PROBLEM REQUIREMENTS = In the listing below, the lines starting with the line with "pub const ANNUAL_DISTANCE_KM: f64 = 15_000.0;" and going on through the line with "went; mode B" are to be reproduced exactly, and only those.

SUPPLIED DATA =
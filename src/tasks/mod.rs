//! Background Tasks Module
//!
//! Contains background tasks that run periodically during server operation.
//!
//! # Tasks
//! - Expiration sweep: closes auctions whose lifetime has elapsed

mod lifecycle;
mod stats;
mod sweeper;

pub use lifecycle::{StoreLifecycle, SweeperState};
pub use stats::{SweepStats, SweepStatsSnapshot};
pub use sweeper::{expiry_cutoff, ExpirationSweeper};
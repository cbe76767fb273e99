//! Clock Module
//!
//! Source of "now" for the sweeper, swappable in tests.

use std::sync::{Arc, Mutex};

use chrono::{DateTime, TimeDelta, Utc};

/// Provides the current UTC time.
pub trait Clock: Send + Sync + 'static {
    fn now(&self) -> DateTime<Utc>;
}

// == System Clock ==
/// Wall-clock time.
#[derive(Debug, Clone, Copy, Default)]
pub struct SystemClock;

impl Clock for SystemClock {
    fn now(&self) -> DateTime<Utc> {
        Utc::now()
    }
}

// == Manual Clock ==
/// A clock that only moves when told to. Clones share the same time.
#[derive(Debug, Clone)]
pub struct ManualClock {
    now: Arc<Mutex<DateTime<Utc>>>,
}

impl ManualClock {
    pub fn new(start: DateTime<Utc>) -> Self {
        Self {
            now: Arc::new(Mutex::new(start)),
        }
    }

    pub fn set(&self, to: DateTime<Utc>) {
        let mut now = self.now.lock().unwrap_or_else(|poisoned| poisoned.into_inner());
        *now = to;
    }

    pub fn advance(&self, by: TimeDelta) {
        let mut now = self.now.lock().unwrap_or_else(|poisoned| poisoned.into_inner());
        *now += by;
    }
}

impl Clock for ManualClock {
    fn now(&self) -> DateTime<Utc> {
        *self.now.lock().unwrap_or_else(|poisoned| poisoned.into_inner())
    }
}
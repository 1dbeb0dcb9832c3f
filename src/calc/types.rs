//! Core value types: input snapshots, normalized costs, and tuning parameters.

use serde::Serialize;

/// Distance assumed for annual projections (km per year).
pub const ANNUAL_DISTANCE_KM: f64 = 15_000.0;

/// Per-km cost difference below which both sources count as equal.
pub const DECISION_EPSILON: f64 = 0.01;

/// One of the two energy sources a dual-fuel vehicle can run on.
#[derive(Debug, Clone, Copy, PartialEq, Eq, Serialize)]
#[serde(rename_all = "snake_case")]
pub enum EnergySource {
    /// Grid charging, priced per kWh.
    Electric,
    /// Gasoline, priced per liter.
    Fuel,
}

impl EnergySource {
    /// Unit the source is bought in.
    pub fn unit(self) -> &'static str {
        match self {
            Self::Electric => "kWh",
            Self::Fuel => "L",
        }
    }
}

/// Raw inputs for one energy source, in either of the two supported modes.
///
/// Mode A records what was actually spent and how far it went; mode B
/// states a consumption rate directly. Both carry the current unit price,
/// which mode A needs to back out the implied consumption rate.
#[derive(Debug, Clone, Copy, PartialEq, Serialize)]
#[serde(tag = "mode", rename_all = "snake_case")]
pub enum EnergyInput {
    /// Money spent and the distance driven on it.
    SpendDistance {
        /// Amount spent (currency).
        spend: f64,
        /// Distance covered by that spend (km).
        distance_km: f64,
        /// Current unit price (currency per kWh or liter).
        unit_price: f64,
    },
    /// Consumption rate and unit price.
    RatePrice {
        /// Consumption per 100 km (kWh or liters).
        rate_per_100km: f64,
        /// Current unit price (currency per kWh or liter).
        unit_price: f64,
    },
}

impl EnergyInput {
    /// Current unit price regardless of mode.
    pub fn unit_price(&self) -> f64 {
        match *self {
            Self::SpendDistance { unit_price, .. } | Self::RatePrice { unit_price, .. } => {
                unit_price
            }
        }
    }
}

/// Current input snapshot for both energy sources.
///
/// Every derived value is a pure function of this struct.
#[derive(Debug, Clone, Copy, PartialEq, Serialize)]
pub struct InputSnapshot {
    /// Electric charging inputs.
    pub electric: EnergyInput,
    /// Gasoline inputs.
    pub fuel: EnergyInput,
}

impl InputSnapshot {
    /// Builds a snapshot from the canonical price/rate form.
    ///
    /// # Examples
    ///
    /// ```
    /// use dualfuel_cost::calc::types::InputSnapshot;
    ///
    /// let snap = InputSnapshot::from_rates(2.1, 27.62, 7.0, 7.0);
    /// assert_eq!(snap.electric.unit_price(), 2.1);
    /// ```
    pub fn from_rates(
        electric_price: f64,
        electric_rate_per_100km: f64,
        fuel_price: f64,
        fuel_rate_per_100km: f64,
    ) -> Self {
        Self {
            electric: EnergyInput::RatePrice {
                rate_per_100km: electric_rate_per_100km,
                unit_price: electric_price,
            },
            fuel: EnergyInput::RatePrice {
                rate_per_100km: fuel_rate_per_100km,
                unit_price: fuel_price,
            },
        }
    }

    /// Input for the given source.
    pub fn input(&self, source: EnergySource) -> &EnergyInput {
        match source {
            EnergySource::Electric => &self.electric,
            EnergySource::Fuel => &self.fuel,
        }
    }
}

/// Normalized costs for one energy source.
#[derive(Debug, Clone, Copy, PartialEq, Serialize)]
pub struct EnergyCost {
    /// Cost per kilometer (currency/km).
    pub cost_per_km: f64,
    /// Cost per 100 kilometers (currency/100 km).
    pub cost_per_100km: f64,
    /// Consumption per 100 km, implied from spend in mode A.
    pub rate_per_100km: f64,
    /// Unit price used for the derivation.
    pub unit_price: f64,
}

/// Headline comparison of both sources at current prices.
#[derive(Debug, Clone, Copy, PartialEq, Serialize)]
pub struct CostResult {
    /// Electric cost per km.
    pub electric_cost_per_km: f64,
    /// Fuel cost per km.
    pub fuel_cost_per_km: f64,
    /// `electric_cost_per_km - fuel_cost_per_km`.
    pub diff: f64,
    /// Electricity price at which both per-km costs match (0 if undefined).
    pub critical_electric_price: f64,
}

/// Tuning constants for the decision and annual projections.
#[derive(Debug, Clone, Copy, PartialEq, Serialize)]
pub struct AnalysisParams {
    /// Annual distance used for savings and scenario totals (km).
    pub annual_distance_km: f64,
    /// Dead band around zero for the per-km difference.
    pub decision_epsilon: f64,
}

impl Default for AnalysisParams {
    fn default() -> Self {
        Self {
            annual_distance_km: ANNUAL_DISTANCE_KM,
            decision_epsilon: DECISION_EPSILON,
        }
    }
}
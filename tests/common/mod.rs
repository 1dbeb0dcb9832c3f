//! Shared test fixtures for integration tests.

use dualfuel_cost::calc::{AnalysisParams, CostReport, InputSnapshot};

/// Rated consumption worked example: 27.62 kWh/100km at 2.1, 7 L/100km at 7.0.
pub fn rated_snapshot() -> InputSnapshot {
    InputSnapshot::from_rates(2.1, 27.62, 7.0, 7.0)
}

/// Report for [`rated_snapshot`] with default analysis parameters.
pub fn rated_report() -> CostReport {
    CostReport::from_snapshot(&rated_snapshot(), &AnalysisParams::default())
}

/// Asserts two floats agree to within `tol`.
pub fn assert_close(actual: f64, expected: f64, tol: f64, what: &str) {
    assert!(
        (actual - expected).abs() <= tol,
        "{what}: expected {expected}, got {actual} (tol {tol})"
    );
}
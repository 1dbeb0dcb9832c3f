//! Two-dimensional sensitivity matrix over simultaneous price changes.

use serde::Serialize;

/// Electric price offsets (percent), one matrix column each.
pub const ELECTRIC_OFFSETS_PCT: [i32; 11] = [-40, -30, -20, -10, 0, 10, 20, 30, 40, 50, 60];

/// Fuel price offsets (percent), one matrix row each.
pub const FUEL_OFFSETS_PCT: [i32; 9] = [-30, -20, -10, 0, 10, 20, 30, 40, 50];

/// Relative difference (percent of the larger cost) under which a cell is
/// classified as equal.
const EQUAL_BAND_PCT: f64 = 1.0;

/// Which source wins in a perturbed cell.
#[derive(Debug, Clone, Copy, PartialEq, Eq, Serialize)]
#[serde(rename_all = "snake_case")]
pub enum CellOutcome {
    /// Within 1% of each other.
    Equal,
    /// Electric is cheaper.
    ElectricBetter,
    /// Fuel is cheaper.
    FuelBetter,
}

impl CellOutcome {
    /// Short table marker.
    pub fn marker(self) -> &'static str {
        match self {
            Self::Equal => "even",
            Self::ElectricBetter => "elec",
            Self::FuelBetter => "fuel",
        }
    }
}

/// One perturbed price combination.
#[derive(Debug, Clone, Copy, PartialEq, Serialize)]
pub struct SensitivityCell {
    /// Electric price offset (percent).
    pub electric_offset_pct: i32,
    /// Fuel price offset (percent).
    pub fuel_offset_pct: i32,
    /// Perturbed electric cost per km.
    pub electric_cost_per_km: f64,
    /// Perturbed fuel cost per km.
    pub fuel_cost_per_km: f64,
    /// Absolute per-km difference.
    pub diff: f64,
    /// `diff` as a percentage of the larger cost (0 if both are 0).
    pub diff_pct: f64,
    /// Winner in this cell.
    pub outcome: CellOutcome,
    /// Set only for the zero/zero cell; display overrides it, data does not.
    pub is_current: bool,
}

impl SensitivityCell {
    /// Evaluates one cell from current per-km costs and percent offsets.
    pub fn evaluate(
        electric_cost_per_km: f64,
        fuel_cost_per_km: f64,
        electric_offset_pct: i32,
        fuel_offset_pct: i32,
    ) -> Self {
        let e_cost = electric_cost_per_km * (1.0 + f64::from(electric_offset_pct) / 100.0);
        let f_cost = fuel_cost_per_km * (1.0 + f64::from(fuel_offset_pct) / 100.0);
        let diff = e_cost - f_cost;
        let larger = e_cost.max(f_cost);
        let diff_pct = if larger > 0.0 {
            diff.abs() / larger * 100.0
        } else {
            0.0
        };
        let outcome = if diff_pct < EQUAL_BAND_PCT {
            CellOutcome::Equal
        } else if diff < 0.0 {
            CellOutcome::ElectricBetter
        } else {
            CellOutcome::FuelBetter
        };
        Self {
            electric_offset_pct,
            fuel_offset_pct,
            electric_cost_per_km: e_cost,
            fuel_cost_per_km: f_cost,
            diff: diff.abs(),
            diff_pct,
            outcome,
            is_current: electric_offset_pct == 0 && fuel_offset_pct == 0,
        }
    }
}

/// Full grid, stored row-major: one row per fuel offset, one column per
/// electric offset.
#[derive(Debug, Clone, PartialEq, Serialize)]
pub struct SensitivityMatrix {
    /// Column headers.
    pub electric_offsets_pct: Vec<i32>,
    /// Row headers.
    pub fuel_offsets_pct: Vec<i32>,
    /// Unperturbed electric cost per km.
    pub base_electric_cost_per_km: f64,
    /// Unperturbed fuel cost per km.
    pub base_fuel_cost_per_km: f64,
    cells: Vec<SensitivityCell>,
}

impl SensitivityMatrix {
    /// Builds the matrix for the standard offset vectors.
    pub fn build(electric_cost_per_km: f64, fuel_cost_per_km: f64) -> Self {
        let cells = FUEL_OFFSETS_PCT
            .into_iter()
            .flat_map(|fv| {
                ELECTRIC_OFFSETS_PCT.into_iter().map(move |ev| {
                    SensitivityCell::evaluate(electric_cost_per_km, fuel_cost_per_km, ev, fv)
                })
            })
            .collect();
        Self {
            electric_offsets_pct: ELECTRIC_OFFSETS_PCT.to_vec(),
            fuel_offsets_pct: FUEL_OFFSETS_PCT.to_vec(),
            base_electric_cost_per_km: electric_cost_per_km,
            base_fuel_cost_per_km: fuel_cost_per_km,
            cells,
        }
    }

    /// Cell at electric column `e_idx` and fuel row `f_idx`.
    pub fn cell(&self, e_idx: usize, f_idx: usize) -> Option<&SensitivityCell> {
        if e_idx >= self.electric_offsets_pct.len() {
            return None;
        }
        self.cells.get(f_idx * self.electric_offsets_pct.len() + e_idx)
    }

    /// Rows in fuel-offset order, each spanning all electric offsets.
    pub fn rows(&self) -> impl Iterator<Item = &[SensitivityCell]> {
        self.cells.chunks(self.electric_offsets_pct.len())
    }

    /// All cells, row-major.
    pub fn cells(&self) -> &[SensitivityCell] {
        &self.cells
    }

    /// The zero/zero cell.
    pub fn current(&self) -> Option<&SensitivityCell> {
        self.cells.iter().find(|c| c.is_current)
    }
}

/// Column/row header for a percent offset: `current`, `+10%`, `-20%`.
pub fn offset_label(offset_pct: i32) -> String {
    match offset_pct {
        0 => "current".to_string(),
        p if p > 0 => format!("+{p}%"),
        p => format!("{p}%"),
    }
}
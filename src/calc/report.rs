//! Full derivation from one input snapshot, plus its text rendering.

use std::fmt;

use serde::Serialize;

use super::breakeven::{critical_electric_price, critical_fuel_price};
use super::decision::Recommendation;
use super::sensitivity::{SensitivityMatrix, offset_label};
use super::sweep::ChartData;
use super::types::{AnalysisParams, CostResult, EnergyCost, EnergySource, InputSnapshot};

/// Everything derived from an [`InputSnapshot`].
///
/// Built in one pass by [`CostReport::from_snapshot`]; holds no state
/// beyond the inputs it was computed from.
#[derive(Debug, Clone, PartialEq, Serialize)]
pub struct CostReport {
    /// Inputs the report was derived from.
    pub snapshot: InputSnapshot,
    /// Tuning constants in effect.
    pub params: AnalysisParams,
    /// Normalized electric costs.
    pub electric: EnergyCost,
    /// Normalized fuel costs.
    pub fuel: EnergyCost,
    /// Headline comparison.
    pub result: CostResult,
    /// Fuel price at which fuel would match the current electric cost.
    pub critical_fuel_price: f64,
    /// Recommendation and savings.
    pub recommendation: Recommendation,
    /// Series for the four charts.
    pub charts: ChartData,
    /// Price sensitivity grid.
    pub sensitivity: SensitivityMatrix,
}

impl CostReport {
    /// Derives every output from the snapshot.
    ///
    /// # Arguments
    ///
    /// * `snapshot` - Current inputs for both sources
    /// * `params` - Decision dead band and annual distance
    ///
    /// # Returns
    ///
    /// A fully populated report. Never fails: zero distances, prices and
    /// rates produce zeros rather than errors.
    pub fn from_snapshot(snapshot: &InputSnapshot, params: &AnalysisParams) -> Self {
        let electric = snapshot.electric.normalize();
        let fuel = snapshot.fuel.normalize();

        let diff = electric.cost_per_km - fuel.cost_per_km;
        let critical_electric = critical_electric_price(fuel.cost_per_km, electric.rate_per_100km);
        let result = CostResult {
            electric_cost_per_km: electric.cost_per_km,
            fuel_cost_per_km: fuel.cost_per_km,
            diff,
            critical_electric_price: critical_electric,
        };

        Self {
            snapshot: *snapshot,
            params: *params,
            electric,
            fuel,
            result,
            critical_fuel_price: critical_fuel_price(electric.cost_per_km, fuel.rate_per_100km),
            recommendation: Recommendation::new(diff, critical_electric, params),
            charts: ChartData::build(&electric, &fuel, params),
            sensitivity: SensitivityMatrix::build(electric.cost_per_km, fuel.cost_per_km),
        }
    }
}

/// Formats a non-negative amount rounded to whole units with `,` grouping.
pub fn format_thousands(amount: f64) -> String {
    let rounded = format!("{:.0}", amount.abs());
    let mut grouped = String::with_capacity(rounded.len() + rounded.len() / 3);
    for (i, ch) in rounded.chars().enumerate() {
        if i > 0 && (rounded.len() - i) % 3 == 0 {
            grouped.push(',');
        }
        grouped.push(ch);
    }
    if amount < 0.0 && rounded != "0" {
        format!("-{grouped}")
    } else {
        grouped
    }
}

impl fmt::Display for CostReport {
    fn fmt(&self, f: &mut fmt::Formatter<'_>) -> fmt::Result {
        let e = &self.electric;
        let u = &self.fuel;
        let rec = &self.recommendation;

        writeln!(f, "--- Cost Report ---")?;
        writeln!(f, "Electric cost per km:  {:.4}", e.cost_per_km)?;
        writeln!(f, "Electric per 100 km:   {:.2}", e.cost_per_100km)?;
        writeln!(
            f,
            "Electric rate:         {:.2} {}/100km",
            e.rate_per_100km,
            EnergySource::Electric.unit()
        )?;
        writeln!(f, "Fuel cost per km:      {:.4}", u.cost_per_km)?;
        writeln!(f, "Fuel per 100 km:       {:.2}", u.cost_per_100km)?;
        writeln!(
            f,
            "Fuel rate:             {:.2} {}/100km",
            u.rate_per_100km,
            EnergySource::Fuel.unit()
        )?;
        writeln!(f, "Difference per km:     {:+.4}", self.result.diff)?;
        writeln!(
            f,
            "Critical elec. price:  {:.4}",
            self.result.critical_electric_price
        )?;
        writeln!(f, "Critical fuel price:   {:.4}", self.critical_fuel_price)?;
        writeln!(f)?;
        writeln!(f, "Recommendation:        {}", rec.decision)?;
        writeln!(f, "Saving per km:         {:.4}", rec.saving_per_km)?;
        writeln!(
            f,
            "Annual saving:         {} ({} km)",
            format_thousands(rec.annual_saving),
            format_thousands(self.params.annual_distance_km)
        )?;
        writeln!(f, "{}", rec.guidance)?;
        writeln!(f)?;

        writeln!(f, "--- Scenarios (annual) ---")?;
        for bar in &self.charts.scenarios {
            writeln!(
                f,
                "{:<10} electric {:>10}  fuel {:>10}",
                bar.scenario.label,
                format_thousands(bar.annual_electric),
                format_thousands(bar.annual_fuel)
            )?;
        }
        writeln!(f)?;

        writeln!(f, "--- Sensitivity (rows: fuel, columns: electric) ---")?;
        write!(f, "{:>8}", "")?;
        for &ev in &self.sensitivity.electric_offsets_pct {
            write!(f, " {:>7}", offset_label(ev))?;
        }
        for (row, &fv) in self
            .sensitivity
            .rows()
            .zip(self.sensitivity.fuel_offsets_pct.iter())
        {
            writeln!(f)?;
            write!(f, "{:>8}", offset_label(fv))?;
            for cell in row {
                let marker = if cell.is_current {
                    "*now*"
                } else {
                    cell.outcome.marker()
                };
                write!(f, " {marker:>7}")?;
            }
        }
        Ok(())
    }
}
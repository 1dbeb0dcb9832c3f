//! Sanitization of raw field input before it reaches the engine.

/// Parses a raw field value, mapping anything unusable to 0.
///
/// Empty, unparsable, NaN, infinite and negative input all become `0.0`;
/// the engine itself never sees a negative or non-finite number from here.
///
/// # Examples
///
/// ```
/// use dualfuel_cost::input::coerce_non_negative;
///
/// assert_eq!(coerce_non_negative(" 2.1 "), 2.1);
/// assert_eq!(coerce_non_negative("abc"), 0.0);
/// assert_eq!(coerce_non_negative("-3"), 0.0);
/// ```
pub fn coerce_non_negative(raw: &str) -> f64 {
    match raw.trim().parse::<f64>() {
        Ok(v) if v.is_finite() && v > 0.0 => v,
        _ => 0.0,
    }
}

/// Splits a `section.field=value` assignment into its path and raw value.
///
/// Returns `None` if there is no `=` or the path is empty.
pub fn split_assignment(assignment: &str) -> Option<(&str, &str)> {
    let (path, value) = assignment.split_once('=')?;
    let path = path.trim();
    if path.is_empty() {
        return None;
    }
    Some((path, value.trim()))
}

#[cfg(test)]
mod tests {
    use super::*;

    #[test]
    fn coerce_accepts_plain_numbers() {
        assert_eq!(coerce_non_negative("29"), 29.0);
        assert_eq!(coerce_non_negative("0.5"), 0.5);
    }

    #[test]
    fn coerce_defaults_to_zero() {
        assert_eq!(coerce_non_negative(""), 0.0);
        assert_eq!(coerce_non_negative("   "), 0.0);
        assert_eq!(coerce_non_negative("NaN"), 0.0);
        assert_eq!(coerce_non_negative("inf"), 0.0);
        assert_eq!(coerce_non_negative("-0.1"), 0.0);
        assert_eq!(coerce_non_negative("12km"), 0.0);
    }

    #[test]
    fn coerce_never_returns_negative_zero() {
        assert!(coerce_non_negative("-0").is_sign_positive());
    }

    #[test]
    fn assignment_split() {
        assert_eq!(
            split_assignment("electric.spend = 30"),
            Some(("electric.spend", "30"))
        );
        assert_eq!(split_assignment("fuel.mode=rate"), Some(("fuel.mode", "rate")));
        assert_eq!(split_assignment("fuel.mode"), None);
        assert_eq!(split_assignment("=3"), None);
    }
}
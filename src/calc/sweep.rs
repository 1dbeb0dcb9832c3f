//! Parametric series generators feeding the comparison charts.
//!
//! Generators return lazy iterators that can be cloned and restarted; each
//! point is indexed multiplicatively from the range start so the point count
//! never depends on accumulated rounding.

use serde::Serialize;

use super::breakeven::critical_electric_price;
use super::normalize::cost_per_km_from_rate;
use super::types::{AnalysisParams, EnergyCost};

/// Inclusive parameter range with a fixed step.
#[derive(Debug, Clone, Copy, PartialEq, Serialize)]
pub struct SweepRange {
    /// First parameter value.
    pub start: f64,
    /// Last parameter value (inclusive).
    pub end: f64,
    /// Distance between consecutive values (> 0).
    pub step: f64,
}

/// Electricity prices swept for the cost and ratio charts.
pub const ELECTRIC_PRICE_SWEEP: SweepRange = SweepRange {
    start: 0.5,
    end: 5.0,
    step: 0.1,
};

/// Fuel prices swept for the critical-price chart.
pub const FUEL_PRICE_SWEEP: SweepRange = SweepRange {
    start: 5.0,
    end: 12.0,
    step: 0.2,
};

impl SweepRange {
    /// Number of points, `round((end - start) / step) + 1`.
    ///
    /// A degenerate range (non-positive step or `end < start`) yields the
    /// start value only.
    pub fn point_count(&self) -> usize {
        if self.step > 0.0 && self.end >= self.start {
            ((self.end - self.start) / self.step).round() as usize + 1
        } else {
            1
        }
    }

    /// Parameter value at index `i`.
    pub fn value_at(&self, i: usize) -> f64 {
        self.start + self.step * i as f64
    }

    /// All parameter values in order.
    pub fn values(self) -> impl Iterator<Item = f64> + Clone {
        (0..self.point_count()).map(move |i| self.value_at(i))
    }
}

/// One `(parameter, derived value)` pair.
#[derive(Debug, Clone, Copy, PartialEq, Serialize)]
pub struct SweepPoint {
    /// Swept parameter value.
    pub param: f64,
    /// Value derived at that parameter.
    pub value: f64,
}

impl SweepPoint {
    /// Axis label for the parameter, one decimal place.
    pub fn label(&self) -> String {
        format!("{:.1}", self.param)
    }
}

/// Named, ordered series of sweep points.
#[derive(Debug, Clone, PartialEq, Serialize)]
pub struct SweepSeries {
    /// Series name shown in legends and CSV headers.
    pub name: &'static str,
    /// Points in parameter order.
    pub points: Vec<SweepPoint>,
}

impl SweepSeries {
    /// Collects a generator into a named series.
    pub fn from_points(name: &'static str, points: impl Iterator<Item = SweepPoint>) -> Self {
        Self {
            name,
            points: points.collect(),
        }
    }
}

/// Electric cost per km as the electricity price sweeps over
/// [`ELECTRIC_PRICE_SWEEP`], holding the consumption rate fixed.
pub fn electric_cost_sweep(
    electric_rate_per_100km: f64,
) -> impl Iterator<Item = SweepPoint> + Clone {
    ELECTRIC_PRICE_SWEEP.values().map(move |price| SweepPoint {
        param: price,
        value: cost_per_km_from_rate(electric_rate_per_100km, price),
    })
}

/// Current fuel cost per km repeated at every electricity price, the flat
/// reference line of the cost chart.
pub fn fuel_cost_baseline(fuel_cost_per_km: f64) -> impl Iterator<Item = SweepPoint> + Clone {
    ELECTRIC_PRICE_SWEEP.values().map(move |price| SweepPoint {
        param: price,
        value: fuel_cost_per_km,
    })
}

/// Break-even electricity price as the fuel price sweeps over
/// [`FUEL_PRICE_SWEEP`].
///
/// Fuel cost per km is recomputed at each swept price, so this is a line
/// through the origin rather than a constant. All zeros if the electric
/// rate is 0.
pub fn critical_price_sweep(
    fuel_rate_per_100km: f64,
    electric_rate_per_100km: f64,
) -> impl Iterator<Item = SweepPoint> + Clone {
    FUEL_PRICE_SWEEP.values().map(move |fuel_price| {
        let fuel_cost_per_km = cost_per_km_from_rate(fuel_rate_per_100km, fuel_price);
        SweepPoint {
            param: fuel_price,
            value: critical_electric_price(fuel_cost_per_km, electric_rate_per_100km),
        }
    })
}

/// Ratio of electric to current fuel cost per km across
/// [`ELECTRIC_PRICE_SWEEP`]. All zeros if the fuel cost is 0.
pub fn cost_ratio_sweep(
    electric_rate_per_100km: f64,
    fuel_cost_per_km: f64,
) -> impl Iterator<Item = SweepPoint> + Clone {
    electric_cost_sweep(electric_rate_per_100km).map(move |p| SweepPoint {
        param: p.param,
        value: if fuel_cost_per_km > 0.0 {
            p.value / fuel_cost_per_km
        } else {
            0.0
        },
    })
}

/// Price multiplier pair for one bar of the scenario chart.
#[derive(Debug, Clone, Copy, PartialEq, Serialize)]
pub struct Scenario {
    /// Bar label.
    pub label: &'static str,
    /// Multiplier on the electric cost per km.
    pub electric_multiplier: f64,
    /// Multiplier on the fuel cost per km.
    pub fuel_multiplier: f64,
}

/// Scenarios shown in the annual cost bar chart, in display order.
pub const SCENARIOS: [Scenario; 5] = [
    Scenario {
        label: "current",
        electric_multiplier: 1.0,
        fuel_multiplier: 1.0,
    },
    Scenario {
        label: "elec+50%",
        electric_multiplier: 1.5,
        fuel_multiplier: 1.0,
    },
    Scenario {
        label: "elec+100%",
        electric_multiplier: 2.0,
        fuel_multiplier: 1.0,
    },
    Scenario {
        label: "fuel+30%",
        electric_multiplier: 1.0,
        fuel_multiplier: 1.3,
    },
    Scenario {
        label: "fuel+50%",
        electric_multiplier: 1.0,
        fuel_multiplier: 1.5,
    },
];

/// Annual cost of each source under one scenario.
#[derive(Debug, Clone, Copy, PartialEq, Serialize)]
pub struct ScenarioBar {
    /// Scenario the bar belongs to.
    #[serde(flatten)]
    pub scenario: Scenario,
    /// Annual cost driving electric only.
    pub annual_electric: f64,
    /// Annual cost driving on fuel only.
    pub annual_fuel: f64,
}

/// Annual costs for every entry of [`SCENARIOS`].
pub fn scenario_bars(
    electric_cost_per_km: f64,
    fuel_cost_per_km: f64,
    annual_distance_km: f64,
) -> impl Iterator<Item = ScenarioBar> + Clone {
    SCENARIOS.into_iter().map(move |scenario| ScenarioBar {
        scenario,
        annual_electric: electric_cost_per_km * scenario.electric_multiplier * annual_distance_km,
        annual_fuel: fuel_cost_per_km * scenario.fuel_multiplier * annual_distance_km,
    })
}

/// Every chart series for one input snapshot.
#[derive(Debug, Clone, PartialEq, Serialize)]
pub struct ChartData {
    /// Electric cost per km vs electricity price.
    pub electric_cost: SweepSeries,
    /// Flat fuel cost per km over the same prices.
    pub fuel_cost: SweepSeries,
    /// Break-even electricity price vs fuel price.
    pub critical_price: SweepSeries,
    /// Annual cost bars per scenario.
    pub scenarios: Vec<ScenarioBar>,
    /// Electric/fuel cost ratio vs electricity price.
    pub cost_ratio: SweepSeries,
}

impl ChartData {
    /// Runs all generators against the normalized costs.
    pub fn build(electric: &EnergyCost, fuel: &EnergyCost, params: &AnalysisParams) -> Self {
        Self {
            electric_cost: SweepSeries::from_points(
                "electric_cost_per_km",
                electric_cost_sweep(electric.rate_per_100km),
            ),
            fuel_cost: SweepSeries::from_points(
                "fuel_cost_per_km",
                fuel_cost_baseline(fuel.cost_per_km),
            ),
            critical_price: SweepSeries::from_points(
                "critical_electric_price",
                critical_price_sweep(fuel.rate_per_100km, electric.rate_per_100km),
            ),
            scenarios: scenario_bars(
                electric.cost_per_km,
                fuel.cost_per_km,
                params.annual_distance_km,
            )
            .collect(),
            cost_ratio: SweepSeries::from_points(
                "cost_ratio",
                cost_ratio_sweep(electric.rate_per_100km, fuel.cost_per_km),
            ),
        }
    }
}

PROBLEM SOLUTION =
pub const ANNUAL_DISTANCE_KM: f64 = 15_000.0;

/// Per-km cost difference below which both sources count as equal.
pub const DECISION_EPSILON: f64 = 0.01;

/// One of the two energy sources a dual-fuel vehicle can run on.
#[derive(Debug, Clone, Copy, PartialEq, Eq, Serialize)]
#[serde(rename_all = "snake_case")]
pub enum EnergySource {
    /// Grid charging, priced per kWh.
    Electric,
    /// Gasoline, priced per liter.
    Fuel,
}

impl EnergySource {
    /// Unit the source is bought in.
    pub fn unit(self) -> &'static str {
        match self {
            Self::Electric => "kWh",
            Self::Fuel => "L",
        }
    }
}

/// Raw inputs for one energy source, in either of the two supported modes.
///
/// Mode A records what was actually spent and how far it went; mode B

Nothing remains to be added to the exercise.